However, Wednesday night, Obama said Romney reversed those views because he "doesn't want to be held accountable for the real Mitt Romney" and "what he's been saying for the last year."
The president's comments echoed much of what his campaign has been peddling since the showdown, largely in response to criticism Obama did not bring his A-game to the first debate.
But at the campaign event, Obama said he spent the 90 minute event "trying to hit him down."
He also took on a much talked about moment, when Romney said eliminating funding for PBS, among other programs, would help drive down the debt.

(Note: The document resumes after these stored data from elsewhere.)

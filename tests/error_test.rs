use whatflower::{ErrorKind, PipelineError, Result, WhatFlowerError};

#[test]
fn test_error_display() {
    let err = WhatFlowerError::Model("labels.txt is empty".to_string());
    assert!(err.to_string().contains("labels.txt"));
}

#[test]
fn test_cancelled_display() {
    assert!(WhatFlowerError::Cancelled.to_string().contains("cancelled"));
}

#[test]
fn test_result_alias() {
    fn returns_error() -> Result<()> {
        Err(WhatFlowerError::Configuration("no classifier".into()))
    }
    assert!(returns_error().is_err());
}

// ============================================================================
// Pipeline error categories
// ============================================================================

#[test]
fn model_errors_are_model_kind() {
    assert_eq!(
        WhatFlowerError::Model("bad tensor".into()).kind(),
        Some(ErrorKind::Model)
    );
}

#[test]
fn transport_errors_are_network_kind() {
    assert_eq!(
        WhatFlowerError::Network("connection reset".into()).kind(),
        Some(ErrorKind::Network)
    );
    assert_eq!(
        WhatFlowerError::Http {
            status: 503,
            message: "unavailable".into()
        }
        .kind(),
        Some(ErrorKind::Network)
    );
}

#[test]
fn payload_errors_are_parse_kind() {
    assert_eq!(
        WhatFlowerError::Parse("missing query".into()).kind(),
        Some(ErrorKind::Parse)
    );
    let json = serde_json::from_str::<serde_json::Value>("{not json").unwrap_err();
    assert_eq!(WhatFlowerError::from(json).kind(), Some(ErrorKind::Parse));
}

#[test]
fn local_errors_have_no_kind() {
    assert_eq!(WhatFlowerError::Configuration("x".into()).kind(), None);
    assert_eq!(WhatFlowerError::Cancelled.kind(), None);
    let io = std::io::Error::new(std::io::ErrorKind::NotFound, "daisy.jpg");
    assert_eq!(WhatFlowerError::from(io).kind(), None);
}

#[test]
fn error_kind_serializes_snake_case() {
    assert_eq!(serde_json::to_string(&ErrorKind::Network).unwrap(), "\"network\"");
    let kind: ErrorKind = serde_json::from_str("\"parse\"").unwrap();
    assert_eq!(kind, ErrorKind::Parse);
}

#[test]
fn pipeline_error_display_names_kind() {
    let err = PipelineError::new(ErrorKind::Network, "timed out");
    let shown = err.to_string();
    assert!(shown.contains("network"), "got {shown}");
    assert!(shown.contains("timed out"), "got {shown}");
}
//! Classifier and encyclopedia implementations.
//!
//! The Wikipedia client is always available; the ONNX image classifier needs
//! the `local-inference` feature.

#[cfg(feature = "local-inference")]
pub mod onnx_classifier;
pub mod wikipedia;

#[cfg(feature = "local-inference")]
pub use onnx_classifier::OnnxImageClassifier;
pub use wikipedia::WikipediaClient;
//! Pipeline progress states.

use serde::{Deserialize, Serialize};

/// Where a pipeline run currently is.
///
/// `Idle -> Classifying -> Enriching -> Done`; a run that fails during
/// classification goes straight from `Classifying` to `Done(Failed)`.
#[derive(Debug, Clone, Copy, PartialEq, Eq, Default, Serialize, Deserialize)]
#[serde(rename_all = "snake_case")]
pub enum PipelineState {
    #[default]
    Idle,
    Classifying,
    Enriching,
    Done(RunOutcome),
}

#[derive(Debug, Clone, Copy, PartialEq, Eq, Serialize, Deserialize)]
#[serde(rename_all = "snake_case")]
pub enum RunOutcome {
    Succeeded,
    Failed,
}

impl PipelineState {
    /// Whether a run is in flight.
    pub fn is_busy(&self) -> bool {
        matches!(self, Self::Classifying | Self::Enriching)
    }

    pub fn is_done(&self) -> bool {
        matches!(self, Self::Done(_))
    }
}

#[cfg(test)]
mod tests {
    use super::*;

    #[test]
    fn only_stages_are_busy() {
        assert!(PipelineState::Classifying.is_busy());
        assert!(PipelineState::Enriching.is_busy());
        assert!(!PipelineState::Idle.is_busy());
        assert!(!PipelineState::Done(RunOutcome::Failed).is_busy());
    }

    #[test]
    fn done_covers_both_outcomes() {
        assert!(PipelineState::Done(RunOutcome::Succeeded).is_done());
        assert!(PipelineState::Done(RunOutcome::Failed).is_done());
        assert!(!PipelineState::default().is_done());
    }
}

"Thank goodness somebody is finally getting tough on Big Bird. It's about time," Obama said. "We didn't know that Big Bird was driving the federal deficit, but that's what we heard last night. How about that?"
Responding to the crowd, Obama said "Elmo too?"
Ryan Williams, a spokesman for Mitt Romney, defended the candidate's performance, writing in a statement, "Last night, Mitt Romney demonstrated why he should be President, laying out the clear choice in this election."
The Obama event attendees were on the receiving end of a will.i.am DJ fest before hearing from former Transportation Secretary Frederico Pena, Colorado Sen. Mark Udall and then the president.
will.i.am., of Black Eyed Peas fame, is an ardent supporter of the president and attended the debate Wednesday night. An aide to the musician said he plans to help the president's re-election effort "as much as we possibly can," adding that he will join the president next in Ohio next week.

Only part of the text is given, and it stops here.